- **YOUR INSTRUCTIONS**
Below are some records. Return exactly the lines from the one containing "filename oe/src/engine/one_piece.rs" through the one containing "let mut remove = worn_one_piece;", both included, and only those.

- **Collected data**
....................

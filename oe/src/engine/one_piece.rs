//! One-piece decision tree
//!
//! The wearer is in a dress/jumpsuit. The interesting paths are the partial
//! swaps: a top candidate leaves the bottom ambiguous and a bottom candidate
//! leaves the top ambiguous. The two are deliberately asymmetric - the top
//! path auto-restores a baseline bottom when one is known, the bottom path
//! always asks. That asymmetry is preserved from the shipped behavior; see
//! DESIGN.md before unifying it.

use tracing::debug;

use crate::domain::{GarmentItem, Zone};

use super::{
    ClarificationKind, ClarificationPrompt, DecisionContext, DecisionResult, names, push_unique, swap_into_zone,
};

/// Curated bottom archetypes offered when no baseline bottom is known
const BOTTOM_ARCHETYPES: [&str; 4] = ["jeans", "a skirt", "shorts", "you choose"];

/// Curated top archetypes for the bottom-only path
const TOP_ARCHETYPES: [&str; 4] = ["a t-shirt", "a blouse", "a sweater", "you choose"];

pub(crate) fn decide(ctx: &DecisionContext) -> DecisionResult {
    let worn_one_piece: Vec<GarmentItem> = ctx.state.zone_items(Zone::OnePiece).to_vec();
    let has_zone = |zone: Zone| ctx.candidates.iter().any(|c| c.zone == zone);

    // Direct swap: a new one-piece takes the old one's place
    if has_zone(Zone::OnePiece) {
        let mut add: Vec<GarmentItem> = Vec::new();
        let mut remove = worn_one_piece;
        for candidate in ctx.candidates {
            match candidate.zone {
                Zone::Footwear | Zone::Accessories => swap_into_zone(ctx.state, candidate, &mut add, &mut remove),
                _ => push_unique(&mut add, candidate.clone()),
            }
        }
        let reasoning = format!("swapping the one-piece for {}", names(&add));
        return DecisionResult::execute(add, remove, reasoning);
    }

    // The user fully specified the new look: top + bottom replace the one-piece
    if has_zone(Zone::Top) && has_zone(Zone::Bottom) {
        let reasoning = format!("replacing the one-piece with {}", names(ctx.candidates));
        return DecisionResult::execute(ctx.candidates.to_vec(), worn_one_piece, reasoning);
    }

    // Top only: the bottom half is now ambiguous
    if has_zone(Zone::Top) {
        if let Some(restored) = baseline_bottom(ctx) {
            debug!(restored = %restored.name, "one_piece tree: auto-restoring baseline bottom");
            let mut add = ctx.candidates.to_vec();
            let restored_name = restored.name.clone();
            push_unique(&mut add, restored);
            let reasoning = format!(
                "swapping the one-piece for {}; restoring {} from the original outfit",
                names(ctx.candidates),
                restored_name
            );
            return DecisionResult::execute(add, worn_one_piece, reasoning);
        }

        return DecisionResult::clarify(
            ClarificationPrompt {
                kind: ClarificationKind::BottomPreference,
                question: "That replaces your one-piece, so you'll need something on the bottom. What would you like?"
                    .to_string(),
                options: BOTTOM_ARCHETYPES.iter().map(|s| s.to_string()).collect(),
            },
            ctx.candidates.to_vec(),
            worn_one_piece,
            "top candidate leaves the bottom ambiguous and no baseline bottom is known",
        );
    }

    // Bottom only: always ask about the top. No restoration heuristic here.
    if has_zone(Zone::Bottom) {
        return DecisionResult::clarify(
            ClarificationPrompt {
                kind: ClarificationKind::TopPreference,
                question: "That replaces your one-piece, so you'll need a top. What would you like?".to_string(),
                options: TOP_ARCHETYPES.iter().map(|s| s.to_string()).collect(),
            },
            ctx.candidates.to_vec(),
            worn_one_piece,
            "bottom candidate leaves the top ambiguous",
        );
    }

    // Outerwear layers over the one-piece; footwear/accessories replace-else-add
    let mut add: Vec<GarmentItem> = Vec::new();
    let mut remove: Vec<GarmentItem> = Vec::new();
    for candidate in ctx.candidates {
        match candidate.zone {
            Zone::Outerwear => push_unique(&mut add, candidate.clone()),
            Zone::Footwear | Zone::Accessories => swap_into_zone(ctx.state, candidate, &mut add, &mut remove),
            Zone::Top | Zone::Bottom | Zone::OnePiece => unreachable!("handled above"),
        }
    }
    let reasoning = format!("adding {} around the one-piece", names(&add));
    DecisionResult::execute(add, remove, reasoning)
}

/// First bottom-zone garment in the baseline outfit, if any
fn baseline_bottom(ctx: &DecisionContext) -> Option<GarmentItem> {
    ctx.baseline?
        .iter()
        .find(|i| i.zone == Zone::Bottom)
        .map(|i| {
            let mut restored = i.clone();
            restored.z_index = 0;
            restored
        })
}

....................

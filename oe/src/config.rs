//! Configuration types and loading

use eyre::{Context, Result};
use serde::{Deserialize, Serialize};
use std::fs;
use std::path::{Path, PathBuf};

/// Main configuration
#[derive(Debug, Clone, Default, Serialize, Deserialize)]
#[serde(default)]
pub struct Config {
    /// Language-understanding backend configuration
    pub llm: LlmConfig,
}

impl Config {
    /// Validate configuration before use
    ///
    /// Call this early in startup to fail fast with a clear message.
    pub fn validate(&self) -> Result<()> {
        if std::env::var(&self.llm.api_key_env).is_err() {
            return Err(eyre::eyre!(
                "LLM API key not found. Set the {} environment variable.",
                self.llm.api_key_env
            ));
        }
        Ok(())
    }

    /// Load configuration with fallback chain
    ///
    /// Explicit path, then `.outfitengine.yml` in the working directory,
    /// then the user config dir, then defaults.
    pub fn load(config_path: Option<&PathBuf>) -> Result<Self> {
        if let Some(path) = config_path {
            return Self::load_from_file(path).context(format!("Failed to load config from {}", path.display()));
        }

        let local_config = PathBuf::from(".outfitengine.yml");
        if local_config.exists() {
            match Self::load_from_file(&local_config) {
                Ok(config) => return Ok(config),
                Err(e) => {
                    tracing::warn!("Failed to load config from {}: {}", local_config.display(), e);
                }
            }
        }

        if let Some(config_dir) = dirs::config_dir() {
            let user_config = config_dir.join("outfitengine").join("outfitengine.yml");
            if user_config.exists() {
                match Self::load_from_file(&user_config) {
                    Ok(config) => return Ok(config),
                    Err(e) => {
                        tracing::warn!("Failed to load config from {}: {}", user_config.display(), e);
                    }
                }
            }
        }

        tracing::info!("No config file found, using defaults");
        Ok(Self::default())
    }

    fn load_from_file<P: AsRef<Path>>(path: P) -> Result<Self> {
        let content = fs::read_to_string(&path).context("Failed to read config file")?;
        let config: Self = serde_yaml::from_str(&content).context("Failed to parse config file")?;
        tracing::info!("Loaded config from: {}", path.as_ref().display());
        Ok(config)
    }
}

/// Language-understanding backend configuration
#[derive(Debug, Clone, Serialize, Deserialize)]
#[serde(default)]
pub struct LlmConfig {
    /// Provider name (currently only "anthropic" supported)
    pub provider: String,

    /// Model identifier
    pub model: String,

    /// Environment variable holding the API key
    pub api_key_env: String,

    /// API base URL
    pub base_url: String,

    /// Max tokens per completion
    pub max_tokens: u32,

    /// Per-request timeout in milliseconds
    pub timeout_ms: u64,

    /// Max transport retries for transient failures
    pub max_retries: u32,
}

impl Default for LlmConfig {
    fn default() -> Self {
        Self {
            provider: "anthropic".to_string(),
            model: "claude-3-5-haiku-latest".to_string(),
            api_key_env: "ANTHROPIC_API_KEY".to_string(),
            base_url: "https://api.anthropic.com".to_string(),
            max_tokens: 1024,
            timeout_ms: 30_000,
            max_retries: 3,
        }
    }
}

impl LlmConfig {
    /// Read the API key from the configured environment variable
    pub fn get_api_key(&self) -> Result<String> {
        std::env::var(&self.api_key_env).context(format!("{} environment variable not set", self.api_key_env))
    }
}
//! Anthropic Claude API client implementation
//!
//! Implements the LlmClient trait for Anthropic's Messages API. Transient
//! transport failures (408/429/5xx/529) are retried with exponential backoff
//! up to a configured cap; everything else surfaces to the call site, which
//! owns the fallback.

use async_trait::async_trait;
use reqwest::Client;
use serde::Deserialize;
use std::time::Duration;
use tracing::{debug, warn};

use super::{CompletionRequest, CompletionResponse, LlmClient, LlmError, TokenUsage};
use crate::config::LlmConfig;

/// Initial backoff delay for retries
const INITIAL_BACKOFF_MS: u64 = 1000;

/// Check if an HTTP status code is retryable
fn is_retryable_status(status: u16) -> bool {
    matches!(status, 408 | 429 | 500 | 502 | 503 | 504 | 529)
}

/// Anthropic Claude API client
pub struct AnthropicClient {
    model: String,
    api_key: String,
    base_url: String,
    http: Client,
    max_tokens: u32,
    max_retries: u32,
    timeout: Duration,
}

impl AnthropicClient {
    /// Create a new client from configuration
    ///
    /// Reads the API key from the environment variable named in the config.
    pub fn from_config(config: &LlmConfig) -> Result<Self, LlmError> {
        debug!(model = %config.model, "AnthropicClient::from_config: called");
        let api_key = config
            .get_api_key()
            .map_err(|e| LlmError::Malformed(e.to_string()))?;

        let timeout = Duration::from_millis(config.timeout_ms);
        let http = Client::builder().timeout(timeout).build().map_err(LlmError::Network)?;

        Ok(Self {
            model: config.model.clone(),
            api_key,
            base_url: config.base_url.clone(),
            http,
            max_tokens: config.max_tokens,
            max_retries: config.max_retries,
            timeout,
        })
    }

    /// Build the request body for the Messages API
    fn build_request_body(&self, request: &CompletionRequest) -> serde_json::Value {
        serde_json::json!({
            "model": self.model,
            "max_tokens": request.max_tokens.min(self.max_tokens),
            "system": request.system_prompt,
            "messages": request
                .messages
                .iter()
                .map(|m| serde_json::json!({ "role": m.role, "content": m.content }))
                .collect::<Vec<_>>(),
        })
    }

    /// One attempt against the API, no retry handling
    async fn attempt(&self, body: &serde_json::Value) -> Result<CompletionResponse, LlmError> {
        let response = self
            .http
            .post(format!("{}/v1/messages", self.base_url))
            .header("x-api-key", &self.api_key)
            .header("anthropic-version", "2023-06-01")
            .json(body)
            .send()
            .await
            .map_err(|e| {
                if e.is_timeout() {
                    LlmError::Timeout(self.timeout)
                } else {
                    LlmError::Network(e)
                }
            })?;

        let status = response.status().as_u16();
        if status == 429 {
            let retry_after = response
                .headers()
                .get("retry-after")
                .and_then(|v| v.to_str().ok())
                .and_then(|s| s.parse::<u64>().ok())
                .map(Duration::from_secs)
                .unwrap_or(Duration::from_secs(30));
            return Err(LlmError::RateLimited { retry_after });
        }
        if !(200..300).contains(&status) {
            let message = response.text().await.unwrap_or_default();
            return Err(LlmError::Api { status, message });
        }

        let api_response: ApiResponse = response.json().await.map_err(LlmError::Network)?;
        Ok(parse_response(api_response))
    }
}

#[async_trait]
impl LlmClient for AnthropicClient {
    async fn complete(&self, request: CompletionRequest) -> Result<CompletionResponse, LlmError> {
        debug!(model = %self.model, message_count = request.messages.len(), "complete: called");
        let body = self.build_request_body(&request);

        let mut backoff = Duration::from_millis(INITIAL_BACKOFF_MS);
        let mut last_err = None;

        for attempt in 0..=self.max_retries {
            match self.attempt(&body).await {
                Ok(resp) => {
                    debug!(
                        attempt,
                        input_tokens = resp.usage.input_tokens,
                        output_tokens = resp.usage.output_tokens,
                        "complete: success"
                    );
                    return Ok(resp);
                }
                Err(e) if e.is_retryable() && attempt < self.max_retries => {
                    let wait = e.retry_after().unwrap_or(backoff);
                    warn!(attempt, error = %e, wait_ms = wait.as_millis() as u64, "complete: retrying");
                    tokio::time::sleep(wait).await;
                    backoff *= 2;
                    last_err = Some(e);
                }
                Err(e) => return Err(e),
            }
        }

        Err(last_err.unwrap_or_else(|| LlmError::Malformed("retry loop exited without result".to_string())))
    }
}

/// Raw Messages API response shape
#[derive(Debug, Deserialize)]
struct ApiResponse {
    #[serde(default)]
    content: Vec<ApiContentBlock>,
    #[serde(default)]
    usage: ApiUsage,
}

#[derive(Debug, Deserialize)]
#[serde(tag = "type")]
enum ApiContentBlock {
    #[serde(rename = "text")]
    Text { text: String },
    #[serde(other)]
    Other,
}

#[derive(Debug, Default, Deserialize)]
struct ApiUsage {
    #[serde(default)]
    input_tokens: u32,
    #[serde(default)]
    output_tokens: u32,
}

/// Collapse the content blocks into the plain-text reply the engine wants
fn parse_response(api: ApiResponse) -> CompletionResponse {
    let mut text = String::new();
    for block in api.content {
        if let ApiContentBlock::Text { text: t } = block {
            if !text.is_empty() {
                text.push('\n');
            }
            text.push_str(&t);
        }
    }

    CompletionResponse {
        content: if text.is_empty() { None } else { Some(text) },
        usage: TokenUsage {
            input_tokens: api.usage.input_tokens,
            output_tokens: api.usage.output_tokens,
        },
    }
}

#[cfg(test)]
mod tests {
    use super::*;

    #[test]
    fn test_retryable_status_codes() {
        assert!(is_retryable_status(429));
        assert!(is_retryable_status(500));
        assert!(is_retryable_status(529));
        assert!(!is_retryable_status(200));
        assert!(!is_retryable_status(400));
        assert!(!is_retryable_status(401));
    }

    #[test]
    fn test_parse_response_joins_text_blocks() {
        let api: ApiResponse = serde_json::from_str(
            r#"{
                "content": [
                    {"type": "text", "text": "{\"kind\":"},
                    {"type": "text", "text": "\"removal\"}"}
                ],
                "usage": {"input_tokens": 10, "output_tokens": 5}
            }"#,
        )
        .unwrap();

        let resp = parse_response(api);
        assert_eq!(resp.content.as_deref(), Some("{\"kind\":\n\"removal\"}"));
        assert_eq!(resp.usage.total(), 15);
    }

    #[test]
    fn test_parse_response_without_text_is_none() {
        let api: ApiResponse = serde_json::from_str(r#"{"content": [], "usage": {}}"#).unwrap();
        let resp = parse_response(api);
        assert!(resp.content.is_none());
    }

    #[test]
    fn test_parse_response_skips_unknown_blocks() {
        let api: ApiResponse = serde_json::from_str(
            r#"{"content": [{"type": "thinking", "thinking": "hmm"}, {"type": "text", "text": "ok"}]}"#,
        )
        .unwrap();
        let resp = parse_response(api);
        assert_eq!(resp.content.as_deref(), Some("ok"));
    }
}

....................

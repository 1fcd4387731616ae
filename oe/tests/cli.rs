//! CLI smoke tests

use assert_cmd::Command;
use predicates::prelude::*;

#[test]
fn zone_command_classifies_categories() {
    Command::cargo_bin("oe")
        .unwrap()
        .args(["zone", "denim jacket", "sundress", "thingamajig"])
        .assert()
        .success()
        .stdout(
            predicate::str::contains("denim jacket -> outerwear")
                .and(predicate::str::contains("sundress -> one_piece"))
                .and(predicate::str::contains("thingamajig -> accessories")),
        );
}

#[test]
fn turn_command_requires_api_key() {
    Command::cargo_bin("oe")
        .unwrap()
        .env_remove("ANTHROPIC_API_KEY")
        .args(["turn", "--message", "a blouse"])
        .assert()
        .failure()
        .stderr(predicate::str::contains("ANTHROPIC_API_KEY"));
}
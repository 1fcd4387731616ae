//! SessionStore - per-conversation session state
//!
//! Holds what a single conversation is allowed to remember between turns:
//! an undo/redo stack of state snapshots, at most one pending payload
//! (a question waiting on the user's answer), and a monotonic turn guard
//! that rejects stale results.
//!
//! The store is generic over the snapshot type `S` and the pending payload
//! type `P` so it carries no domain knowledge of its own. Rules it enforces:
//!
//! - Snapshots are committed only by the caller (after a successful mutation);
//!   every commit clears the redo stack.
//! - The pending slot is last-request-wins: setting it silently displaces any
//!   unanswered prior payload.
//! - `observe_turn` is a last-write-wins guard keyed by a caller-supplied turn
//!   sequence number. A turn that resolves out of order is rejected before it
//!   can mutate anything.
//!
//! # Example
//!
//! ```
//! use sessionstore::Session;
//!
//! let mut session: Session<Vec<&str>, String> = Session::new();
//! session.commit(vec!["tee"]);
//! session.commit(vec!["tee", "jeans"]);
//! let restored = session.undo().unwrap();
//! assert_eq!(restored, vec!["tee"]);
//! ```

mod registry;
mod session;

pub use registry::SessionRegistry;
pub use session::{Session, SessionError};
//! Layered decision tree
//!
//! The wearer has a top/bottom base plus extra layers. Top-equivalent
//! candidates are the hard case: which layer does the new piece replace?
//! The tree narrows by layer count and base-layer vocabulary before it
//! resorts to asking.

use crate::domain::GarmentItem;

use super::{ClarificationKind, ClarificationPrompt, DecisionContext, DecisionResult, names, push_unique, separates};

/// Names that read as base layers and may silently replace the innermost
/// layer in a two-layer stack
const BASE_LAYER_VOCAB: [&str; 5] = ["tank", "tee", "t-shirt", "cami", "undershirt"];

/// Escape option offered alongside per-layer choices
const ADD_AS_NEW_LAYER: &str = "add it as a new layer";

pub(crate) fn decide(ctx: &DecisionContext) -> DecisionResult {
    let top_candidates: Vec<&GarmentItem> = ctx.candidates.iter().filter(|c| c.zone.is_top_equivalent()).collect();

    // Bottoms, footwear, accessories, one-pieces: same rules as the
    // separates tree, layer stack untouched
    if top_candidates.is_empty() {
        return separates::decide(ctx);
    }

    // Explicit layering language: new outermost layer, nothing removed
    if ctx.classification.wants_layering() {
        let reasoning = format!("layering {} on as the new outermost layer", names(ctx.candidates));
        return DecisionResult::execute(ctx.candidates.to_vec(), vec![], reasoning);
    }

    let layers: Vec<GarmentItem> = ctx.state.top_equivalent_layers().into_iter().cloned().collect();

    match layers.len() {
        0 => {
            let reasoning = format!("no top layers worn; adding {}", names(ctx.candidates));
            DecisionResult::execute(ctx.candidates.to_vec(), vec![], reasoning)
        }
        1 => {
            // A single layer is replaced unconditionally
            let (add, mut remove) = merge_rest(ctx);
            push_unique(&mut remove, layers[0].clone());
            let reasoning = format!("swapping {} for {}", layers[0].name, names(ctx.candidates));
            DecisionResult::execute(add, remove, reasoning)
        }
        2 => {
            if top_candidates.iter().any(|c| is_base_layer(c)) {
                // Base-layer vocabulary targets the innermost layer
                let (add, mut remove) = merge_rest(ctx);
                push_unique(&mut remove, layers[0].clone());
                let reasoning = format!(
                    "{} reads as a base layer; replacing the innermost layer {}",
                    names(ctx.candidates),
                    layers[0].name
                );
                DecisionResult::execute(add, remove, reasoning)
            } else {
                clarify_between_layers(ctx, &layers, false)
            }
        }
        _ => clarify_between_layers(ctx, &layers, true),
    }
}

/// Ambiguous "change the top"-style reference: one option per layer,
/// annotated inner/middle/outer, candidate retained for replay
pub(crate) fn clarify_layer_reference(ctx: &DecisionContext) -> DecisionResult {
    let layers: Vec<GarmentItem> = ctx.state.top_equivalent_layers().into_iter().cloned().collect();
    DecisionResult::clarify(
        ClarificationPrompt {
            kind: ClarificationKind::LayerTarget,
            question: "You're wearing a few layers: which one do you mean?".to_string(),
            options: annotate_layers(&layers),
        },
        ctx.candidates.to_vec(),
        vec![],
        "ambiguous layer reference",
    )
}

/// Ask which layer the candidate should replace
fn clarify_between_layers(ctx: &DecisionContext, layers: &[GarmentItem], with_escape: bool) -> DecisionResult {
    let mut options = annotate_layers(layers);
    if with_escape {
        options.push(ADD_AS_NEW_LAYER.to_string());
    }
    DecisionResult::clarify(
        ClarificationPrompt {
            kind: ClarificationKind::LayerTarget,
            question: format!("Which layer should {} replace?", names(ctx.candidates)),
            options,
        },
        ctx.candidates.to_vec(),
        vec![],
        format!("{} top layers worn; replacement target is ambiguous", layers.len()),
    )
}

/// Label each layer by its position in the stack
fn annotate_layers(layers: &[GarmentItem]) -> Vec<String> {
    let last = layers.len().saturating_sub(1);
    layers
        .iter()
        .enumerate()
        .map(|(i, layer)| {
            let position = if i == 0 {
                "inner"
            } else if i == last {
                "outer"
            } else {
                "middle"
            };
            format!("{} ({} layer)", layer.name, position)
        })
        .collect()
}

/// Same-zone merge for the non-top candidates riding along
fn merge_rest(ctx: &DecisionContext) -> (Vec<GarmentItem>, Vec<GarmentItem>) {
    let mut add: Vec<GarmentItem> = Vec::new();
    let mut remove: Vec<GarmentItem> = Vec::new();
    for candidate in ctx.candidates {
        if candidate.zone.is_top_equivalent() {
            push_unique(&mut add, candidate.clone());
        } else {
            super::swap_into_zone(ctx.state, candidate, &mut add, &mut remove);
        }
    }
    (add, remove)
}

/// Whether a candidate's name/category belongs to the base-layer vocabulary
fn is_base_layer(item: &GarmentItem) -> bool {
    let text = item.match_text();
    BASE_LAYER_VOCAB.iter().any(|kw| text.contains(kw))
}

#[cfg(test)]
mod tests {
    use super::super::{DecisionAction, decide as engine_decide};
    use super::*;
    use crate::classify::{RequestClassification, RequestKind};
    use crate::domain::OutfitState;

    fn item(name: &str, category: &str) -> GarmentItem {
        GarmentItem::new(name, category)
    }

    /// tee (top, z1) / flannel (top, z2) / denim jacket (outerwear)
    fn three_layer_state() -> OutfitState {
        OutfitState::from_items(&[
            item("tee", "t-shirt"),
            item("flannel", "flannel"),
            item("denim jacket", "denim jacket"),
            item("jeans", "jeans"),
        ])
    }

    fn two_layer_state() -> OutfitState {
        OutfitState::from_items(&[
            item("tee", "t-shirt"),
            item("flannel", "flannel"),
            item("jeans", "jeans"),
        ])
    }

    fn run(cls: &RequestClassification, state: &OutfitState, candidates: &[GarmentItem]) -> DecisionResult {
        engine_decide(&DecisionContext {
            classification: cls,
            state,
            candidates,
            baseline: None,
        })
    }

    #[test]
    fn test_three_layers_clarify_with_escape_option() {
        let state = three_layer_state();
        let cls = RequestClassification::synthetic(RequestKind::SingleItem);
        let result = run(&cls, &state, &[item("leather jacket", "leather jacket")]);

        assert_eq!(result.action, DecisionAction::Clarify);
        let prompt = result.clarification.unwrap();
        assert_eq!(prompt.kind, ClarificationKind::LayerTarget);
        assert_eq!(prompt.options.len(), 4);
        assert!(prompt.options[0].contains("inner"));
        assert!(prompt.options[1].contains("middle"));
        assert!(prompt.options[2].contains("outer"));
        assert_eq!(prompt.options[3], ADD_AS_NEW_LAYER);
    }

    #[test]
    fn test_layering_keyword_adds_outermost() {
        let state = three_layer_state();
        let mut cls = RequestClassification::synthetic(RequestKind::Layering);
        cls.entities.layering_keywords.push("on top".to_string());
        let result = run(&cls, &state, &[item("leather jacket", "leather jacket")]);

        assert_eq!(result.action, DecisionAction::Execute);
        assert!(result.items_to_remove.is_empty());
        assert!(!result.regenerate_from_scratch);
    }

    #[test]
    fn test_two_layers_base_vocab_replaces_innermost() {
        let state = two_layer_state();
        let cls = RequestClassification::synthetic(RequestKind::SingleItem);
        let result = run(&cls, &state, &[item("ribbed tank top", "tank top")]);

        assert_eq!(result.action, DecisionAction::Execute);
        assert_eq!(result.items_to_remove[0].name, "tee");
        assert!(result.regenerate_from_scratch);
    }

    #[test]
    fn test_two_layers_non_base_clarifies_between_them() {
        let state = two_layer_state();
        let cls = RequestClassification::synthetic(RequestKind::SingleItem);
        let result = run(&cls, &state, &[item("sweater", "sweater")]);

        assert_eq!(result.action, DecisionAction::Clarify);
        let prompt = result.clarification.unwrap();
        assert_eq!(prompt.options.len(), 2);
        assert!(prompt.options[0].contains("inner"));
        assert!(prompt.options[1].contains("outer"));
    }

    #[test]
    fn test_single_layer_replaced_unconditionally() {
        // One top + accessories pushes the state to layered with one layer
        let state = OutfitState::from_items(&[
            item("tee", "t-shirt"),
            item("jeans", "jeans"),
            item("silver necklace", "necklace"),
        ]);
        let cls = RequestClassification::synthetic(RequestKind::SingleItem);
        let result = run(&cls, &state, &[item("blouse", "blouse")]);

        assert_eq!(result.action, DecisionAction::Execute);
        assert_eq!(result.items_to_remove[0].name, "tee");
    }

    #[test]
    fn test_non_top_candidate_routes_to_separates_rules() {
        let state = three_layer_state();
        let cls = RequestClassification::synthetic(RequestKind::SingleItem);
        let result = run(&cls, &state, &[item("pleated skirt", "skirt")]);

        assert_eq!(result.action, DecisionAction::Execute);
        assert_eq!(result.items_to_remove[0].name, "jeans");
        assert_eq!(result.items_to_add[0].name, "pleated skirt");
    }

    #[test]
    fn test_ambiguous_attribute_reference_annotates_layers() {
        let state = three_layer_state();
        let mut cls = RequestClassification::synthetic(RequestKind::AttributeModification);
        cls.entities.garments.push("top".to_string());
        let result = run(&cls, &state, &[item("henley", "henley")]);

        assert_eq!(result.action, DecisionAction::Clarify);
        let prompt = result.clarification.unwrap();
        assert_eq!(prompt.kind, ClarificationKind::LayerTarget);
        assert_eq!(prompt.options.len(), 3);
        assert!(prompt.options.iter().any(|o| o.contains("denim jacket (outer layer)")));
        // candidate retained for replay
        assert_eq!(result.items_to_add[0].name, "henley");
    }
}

....................

- **RESULT**
filename oe/src/engine/one_piece.rs
//! One-piece decision tree
//!
//! The wearer is in a dress/jumpsuit. The interesting paths are the partial
//! swaps: a top candidate leaves the bottom ambiguous and a bottom candidate
//! leaves the top ambiguous. The two are deliberately asymmetric - the top
//! path auto-restores a baseline bottom when one is known, the bottom path
//! always asks. That asymmetry is preserved from the shipped behavior; see
//! DESIGN.md before unifying it.

use tracing::debug;

use crate::domain::{GarmentItem, Zone};

use super::{
    ClarificationKind, ClarificationPrompt, DecisionContext, DecisionResult, names, push_unique, swap_into_zone,
};

/// Curated bottom archetypes offered when no baseline bottom is known
const BOTTOM_ARCHETYPES: [&str; 4] = ["jeans", "a skirt", "shorts", "you choose"];

/// Curated top archetypes for the bottom-only path
const TOP_ARCHETYPES: [&str; 4] = ["a t-shirt", "a blouse", "a sweater", "you choose"];

pub(crate) fn decide(ctx: &DecisionContext) -> DecisionResult {
    let worn_one_piece: Vec<GarmentItem> = ctx.state.zone_items(Zone::OnePiece).to_vec();
    let has_zone = |zone: Zone| ctx.candidates.iter().any(|c| c.zone == zone);

    // Direct swap: a new one-piece takes the old one's place
    if has_zone(Zone::OnePiece) {
        let mut add: Vec<GarmentItem> = Vec::new();
        let mut remove = worn_one_piece;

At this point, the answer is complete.